A diferencia de la medicina convencional, tal como su nombre lo indica, la medicina natural se basa en remedios naturales que en muchos casos se comporta como un complemento de la primera pero, en muchas otras, suele ser la solución más efectiva a dolencias y afecciones de toda índole. 

Se considera que a pesar de todos los avances de  la ciencia y el ritmo acelerado que lleva la implementación de nuevas tecnologías, no se le ha sacado el justo provecho a los productos y recursos que nos ofrece la madre naturaleza, los cuales se pueden usar en la fase más importante de la medicina: La prevención. 

En tal sentido, Spirosa ofrece una serie de consejos así como una amplia recomendación de productos y remedios naturales que pueden aportar importantes beneficios a la salud y bienestar integral.

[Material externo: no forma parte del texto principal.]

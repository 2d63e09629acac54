//! C ABI shared with native analysis libraries
//!
//! Every analysis hook exported by a library has the [`CallbackFn`] signature and
//! receives its arguments as a borrowed array of [`ProbeValue`]s. All pointers are
//! valid only for the duration of the call; an empty argument list arrives as a
//! null pointer with length zero.
//!
//! Hooks are called from the replay worker threads. With more than one job, the
//! same state pointer may be passed to several hooks at once, so a library must
//! either be thread-safe or be run with `--jobs 1`.

use probe_dispatch::{AnalysisValue, CallbackError, ValueKind};
use std::ffi::CStr;
use std::marker::PhantomData;
use std::os::raw::{c_char, c_int, c_void};
use std::ptr;

/// Analysis hook: `0` on success, anything else raises
pub type CallbackFn =
    unsafe extern "C" fn(state: *mut c_void, args: *const ProbeValue, len: usize) -> c_int;
/// Optional `probe_analysis_create`
pub type CreateFn = unsafe extern "C" fn() -> *mut c_void;
/// Optional `probe_analysis_destroy`
pub type DestroyFn = unsafe extern "C" fn(state: *mut c_void);
/// Optional `probe_last_error`
pub type LastErrorFn = unsafe extern "C" fn() -> *const c_char;

pub const CREATE_SYMBOL: &str = "probe_analysis_create";
pub const DESTROY_SYMBOL: &str = "probe_analysis_destroy";
pub const LAST_ERROR_SYMBOL: &str = "probe_last_error";

#[repr(C)]
#[derive(Debug, Clone, Copy, PartialEq, Eq)]
pub enum ProbeTag {
    Undefined = 0,
    Null = 1,
    Boolean = 2,
    Number = 3,
    String = 4,
    List = 5,
    Object = 6,
    Function = 7,
    Array = 8,
    Symbol = 9,
}

/// One argument as seen from C
///
/// `text` holds the string payload or a handle's label (UTF-8, not NUL-terminated).
#[repr(C)]
#[derive(Debug, Clone, Copy)]
pub struct ProbeValue {
    pub tag: ProbeTag,
    pub boolean: u8,
    pub number: f64,
    pub text: *const u8,
    pub text_len: usize,
    pub handle_id: u64,
    pub items: *const ProbeValue,
    pub items_len: usize,
}

impl ProbeValue {
    fn with_tag(tag: ProbeTag) -> Self {
        Self {
            tag,
            boolean: 0,
            number: 0.0,
            text: ptr::null(),
            text_len: 0,
            handle_id: 0,
            items: ptr::null(),
            items_len: 0,
        }
    }

    fn with_text(mut self, text: &str) -> Self {
        self.text = text.as_ptr();
        self.text_len = text.len();
        self
    }
}

/// Encoded argument vector borrowing from the analysis values it was built from
pub struct ArgBuffer<'a> {
    values: Vec<ProbeValue>,
    // Heap storage of list items; inner buffers never move once pushed
    _nested: Vec<Vec<ProbeValue>>,
    _args: PhantomData<&'a [AnalysisValue]>,
}

impl<'a> ArgBuffer<'a> {
    pub fn new(args: &'a [AnalysisValue]) -> Self {
        let mut nested = Vec::new();
        let values = args.iter().map(|arg| encode(arg, &mut nested)).collect();
        Self {
            values,
            _nested: nested,
            _args: PhantomData,
        }
    }

    pub fn as_ptr(&self) -> *const ProbeValue {
        self.values.as_ptr()
    }

    pub fn len(&self) -> usize {
        self.values.len()
    }

    pub fn is_empty(&self) -> bool {
        self.values.is_empty()
    }
}

fn encode(value: &AnalysisValue, nested: &mut Vec<Vec<ProbeValue>>) -> ProbeValue {
    match value {
        AnalysisValue::Undefined => ProbeValue::with_tag(ProbeTag::Undefined),
        AnalysisValue::Null => ProbeValue::with_tag(ProbeTag::Null),
        AnalysisValue::Boolean(v) => {
            let mut out = ProbeValue::with_tag(ProbeTag::Boolean);
            out.boolean = u8::from(*v);
            out
        }
        AnalysisValue::Number(v) => {
            let mut out = ProbeValue::with_tag(ProbeTag::Number);
            out.number = *v;
            out
        }
        AnalysisValue::String(v) => ProbeValue::with_tag(ProbeTag::String).with_text(v),
        AnalysisValue::List(items) => {
            let encoded: Vec<ProbeValue> = items.iter().map(|item| encode(item, nested)).collect();
            let mut out = ProbeValue::with_tag(ProbeTag::List);
            out.items = encoded.as_ptr();
            out.items_len = encoded.len();
            nested.push(encoded);
            out
        }
        AnalysisValue::Handle(handle) => {
            let tag = match handle.kind {
                ValueKind::Object => ProbeTag::Object,
                ValueKind::Function => ProbeTag::Function,
                ValueKind::Array => ProbeTag::Array,
                ValueKind::Symbol => ProbeTag::Symbol,
            };
            let mut out = ProbeValue::with_tag(tag);
            out.handle_id = handle.id;
            match &handle.label {
                Some(label) => out.with_text(label),
                None => out,
            }
        }
    }
}

/// Call a native hook and translate its status code
///
/// # Safety
/// `hook` must follow the [`CallbackFn`] contract and `state` must be the pointer
/// the library expects as its receiver.
pub unsafe fn call_hook(
    hook: CallbackFn,
    state: *mut c_void,
    args: &[AnalysisValue],
    last_error: Option<LastErrorFn>,
) -> Result<(), CallbackError> {
    let buffer = ArgBuffer::new(args);
    let argv = if buffer.is_empty() {
        ptr::null()
    } else {
        buffer.as_ptr()
    };
    let status = hook(state, argv, buffer.len());
    if status == 0 {
        return Ok(());
    }
    let message = last_error
        .map(|f| error_message(f()))
        .unwrap_or_else(|| format!("status {}", status));
    Err(CallbackError::Raised(message))
}

unsafe fn error_message(ptr: *const c_char) -> String {
    if ptr.is_null() {
        return String::from("Unknown error");
    }
    CStr::from_ptr(ptr).to_string_lossy().into_owned()
}
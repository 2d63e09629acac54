//! Core value and error types for the dispatch library
//!
//! This module defines the two value representations that meet at the analysis
//! boundary: [`NativeValue`], as produced by the host runtime, and [`AnalysisValue`],
//! the neutral form that is safe to hand to an analysis callback.

use crate::category::EventCategory;
use serde::{Deserialize, Serialize};
use std::fmt;

/// Result type for dispatch operations
pub type Result<T> = std::result::Result<T, DispatchError>;

/// Static identifier of an instrumented occurrence (the Jalangi `iid`)
#[derive(Debug, Clone, Copy, PartialEq, Eq, Hash, PartialOrd, Ord, Serialize, Deserialize)]
#[serde(transparent)]
pub struct SourceId(pub u32);

impl fmt::Display for SourceId {
    fn fmt(&self, f: &mut fmt::Formatter<'_>) -> fmt::Result {
        write!(f, "{}", self.0)
    }
}

/// Reference to a heap value owned by the host runtime
#[derive(Debug, Clone, PartialEq, Eq, Serialize, Deserialize)]
pub struct ObjectRef {
    /// Host-assigned identity, stable for the lifetime of the value
    pub id: u64,
    /// Class name, function name or symbol description (if known)
    #[serde(default)]
    pub label: Option<String>,
}

impl ObjectRef {
    pub fn new(id: u64) -> Self {
        Self { id, label: None }
    }

    pub fn labeled(id: u64, label: impl Into<String>) -> Self {
        Self {
            id,
            label: Some(label.into()),
        }
    }
}

/// A value as the host runtime produces it
///
/// Several variants have no meaning outside the host (object references, ropes,
/// symbols) and must go through [`crate::marshal::convert_result`] before they
/// reach an analysis callback.
#[derive(Debug, Clone, PartialEq, Serialize, Deserialize)]
#[serde(tag = "type", content = "value", rename_all = "snake_case")]
pub enum NativeValue {
    Undefined,
    Null,
    Boolean(bool),
    /// Small integer representation used by the host for int-valued numbers
    Integer(i64),
    Number(f64),
    String(String),
    /// Lazily concatenated string, flattened on conversion
    Rope(Vec<String>),
    Symbol(ObjectRef),
    Object(ObjectRef),
    Function(ObjectRef),
    Array(ObjectRef),
    /// A value that was already exported to the analysis side
    Handle(ValueHandle),
}

impl Default for NativeValue {
    fn default() -> Self {
        NativeValue::Undefined
    }
}

impl From<bool> for NativeValue {
    fn from(v: bool) -> Self {
        NativeValue::Boolean(v)
    }
}

impl From<f64> for NativeValue {
    fn from(v: f64) -> Self {
        NativeValue::Number(v)
    }
}

impl From<i64> for NativeValue {
    fn from(v: i64) -> Self {
        NativeValue::Integer(v)
    }
}

impl From<&str> for NativeValue {
    fn from(v: &str) -> Self {
        NativeValue::String(v.to_string())
    }
}

/// Kind of a host value exported as an opaque handle
#[derive(Debug, Clone, Copy, PartialEq, Eq, Hash, Serialize, Deserialize)]
#[serde(rename_all = "snake_case")]
pub enum ValueKind {
    Object,
    Function,
    Array,
    Symbol,
}

impl fmt::Display for ValueKind {
    fn fmt(&self, f: &mut fmt::Formatter<'_>) -> fmt::Result {
        match self {
            ValueKind::Object => write!(f, "object"),
            ValueKind::Function => write!(f, "function"),
            ValueKind::Array => write!(f, "array"),
            ValueKind::Symbol => write!(f, "symbol"),
        }
    }
}

/// Neutral descriptor standing in for a host-only value
///
/// Carries enough for the analysis side to print the value or branch on its kind,
/// never the value itself.
#[derive(Debug, Clone, PartialEq, Eq, Hash, Serialize, Deserialize)]
pub struct ValueHandle {
    pub kind: ValueKind,
    pub id: u64,
    #[serde(default)]
    pub label: Option<String>,
}

impl fmt::Display for ValueHandle {
    fn fmt(&self, f: &mut fmt::Formatter<'_>) -> fmt::Result {
        match &self.label {
            Some(label) => write!(f, "[{} {}#{}]", self.kind, label, self.id),
            None => write!(f, "[{} #{}]", self.kind, self.id),
        }
    }
}

/// A value in the representation analysis callbacks receive
#[derive(Debug, Clone, PartialEq, Serialize, Deserialize)]
#[serde(tag = "type", content = "value", rename_all = "snake_case")]
pub enum AnalysisValue {
    Undefined,
    Null,
    Boolean(bool),
    Number(f64),
    String(String),
    /// Argument vector; elements are converted one level only
    List(Vec<AnalysisValue>),
    Handle(ValueHandle),
}

impl fmt::Display for AnalysisValue {
    fn fmt(&self, f: &mut fmt::Formatter<'_>) -> fmt::Result {
        match self {
            AnalysisValue::Undefined => write!(f, "undefined"),
            AnalysisValue::Null => write!(f, "null"),
            AnalysisValue::Boolean(v) => write!(f, "{}", v),
            AnalysisValue::Number(v) => write!(f, "{}", v),
            AnalysisValue::String(v) => write!(f, "{:?}", v),
            AnalysisValue::List(items) => {
                write!(f, "[")?;
                for (i, item) in items.iter().enumerate() {
                    if i > 0 {
                        write!(f, ", ")?;
                    }
                    write!(f, "{}", item)?;
                }
                write!(f, "]")
            }
            AnalysisValue::Handle(handle) => write!(f, "{}", handle),
        }
    }
}

impl AnalysisValue {
    /// Get the boolean payload, if this is a boolean
    pub fn as_bool(&self) -> Option<bool> {
        match self {
            AnalysisValue::Boolean(v) => Some(*v),
            _ => None,
        }
    }

    /// Get the numeric payload, if this is a number
    pub fn as_f64(&self) -> Option<f64> {
        match self {
            AnalysisValue::Number(v) => Some(*v),
            _ => None,
        }
    }

    pub fn as_str(&self) -> Option<&str> {
        match self {
            AnalysisValue::String(v) => Some(v),
            _ => None,
        }
    }
}

impl From<bool> for AnalysisValue {
    fn from(v: bool) -> Self {
        AnalysisValue::Boolean(v)
    }
}

impl From<&str> for AnalysisValue {
    fn from(v: &str) -> Self {
        AnalysisValue::String(v.to_string())
    }
}

impl From<SourceId> for AnalysisValue {
    fn from(id: SourceId) -> Self {
        AnalysisValue::Number(f64::from(id.0))
    }
}

/// Neutral values embed back into the host representation unchanged
impl From<AnalysisValue> for NativeValue {
    fn from(value: AnalysisValue) -> Self {
        match value {
            AnalysisValue::Undefined => NativeValue::Undefined,
            AnalysisValue::Null => NativeValue::Null,
            AnalysisValue::Boolean(v) => NativeValue::Boolean(v),
            AnalysisValue::Number(v) => NativeValue::Number(v),
            AnalysisValue::String(v) => NativeValue::String(v),
            // Lists only exist as argument vectors; the host sees them as an array it never owned
            AnalysisValue::List(_) => NativeValue::Undefined,
            AnalysisValue::Handle(handle) => NativeValue::Handle(handle),
        }
    }
}

/// Errors raised on the analysis side of a callback invocation
#[derive(Debug, Clone, PartialEq, thiserror::Error)]
pub enum CallbackError {
    #[error("analysis callback raised: {0}")]
    Raised(String),

    #[error("callback receiver is not a {expected} analysis module")]
    ReceiverMismatch { expected: &'static str },

    #[error("argument {index} cannot cross the analysis boundary: {reason}")]
    Argument { index: usize, reason: String },
}

/// Errors surfaced to the host runtime by factories and handlers
#[derive(Debug, thiserror::Error)]
pub enum DispatchError {
    #[error("{category} callback `{callback}` failed at source {source_id}")]
    Callback {
        category: EventCategory,
        callback: String,
        source_id: SourceId,
        #[source]
        source: CallbackError,
    },

    #[error("call site {source_id} carries no {expected} metadata required by {category}")]
    MalformedSite {
        category: EventCategory,
        source_id: SourceId,
        expected: &'static str,
    },
}

impl DispatchError {
    /// The analysis-side error, if this failure came from a callback
    pub fn callback_error(&self) -> Option<&CallbackError> {
        match self {
            DispatchError::Callback { source, .. } => Some(source),
            DispatchError::MalformedSite { .. } => None,
        }
    }
}

#[cfg(test)]
mod tests {
    use super::*;

    #[test]
    fn test_analysis_value_display() {
        assert_eq!(format!("{}", AnalysisValue::Number(42.0)), "42");
        assert_eq!(format!("{}", AnalysisValue::from("x")), "\"x\"");
        let handle = ValueHandle {
            kind: ValueKind::Function,
            id: 7,
            label: Some("main".to_string()),
        };
        assert_eq!(format!("{}", AnalysisValue::Handle(handle)), "[function main#7]");
        let list = AnalysisValue::List(vec![AnalysisValue::Null, AnalysisValue::Boolean(true)]);
        assert_eq!(format!("{}", list), "[null, true]");
    }

    #[test]
    fn test_source_id_is_a_number_on_the_analysis_side() {
        assert_eq!(AnalysisValue::from(SourceId(42)), AnalysisValue::Number(42.0));
    }

    #[test]
    fn test_native_value_json_shape() {
        let value: NativeValue =
            serde_json::from_str(r#"{"type":"object","value":{"id":3,"label":"Foo"}}"#).unwrap();
        assert_eq!(value, NativeValue::Object(ObjectRef::labeled(3, "Foo")));

        let undefined: NativeValue = serde_json::from_str(r#"{"type":"undefined"}"#).unwrap();
        assert_eq!(undefined, NativeValue::Undefined);
    }
}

Es necesario aclarar que el concepto de salud natural no solo está basado en hallar una cura a alguna enfermedad, sino que se trata de una idea más amplia que involucra todo el estilo de vida que lleva un individuo, el cual debe girar alrededor de todo lo natural. 

Además, debe visualizarse, tal como lo mencionamos anteriormente, como un complemento y a manera de prevenir algunas dolencias y enfermedades, por lo que siempre será oportuno y efectivo acudir a un médico si así se amerita, sobretodo porque si se está tomando algún medicamento para aliviar dolencias, la combinación de ambas metodologías de cura puede conllevar a la causa de efectos secundarios. 

La historia de la medicina natural

Desde el principio de la humanidad, el hombre ha buscado propiedades medicinales en las plantas, para tratar algunas enfermedades comunes como irritaciones, heridas, picaduras y otros males. 

Debido a que la medicina como la conocemos hoy en día, no existía y mucho menos existían médicos, los que solíamos llamar “curanderos” eran los expertos de la época y preparaban ungüentos y cremas  con estas plantas para curar algunas dolencias y afecciones. 

El tiempo no ha pasado en vano, ya que actualmente el interés por los remedios naturales no solo se mantiene, sino que ha experimentado un auge y ahora son muchos los que optan por probar este tipo de medicina para evitar, en la medida de las posibilidades, el consumo de químicos y otras fórmulas a través de medicamentos producidos por las grandes industrias farmacéuticas. 

Empezar por una adecuada alimentación

Como ya todos debemos saber, la medicina natural se basa primordialmente en mantener una buena y sana alimentación. Este es el pilar fundamental que previene sino todas, la mayoría de las enfermedades que existen en el mundo. Comer sano permite fortalecer nuestro sistema inmunológico que es la barrera más importante de nuestro cuerpo para combatir enfermedades e infecciones. 

Está de más decir que muchas de las enfermedades por todos conocidas están estrechamente vinculadas a la forma como comemos y a nuestro estilo de vida que carece, en muchos casos, de actividad física y de una adecuada y balanceada alimentación. 

Solo por nombrar algunas enfermedades que se derivan de una mala alimentación, se encuentran; la diabetes, la obesidad, enfermedades respiratorias, cardíacas y el cáncer en muchas de sus formas. 

Es por ello, que al hablar de la medicina natural, se hace imperativo insistir en hacer los principales cambios en nuestro estilo de vida, incorporando la ingesta de alimentos sanos y la práctica de ejercicio, así como conocer acerca de los recursos que nos ofrece nuestro entorno natural para la prevención de enfermedades para  mantener así, un bienestar integral durante toda nuestra vida.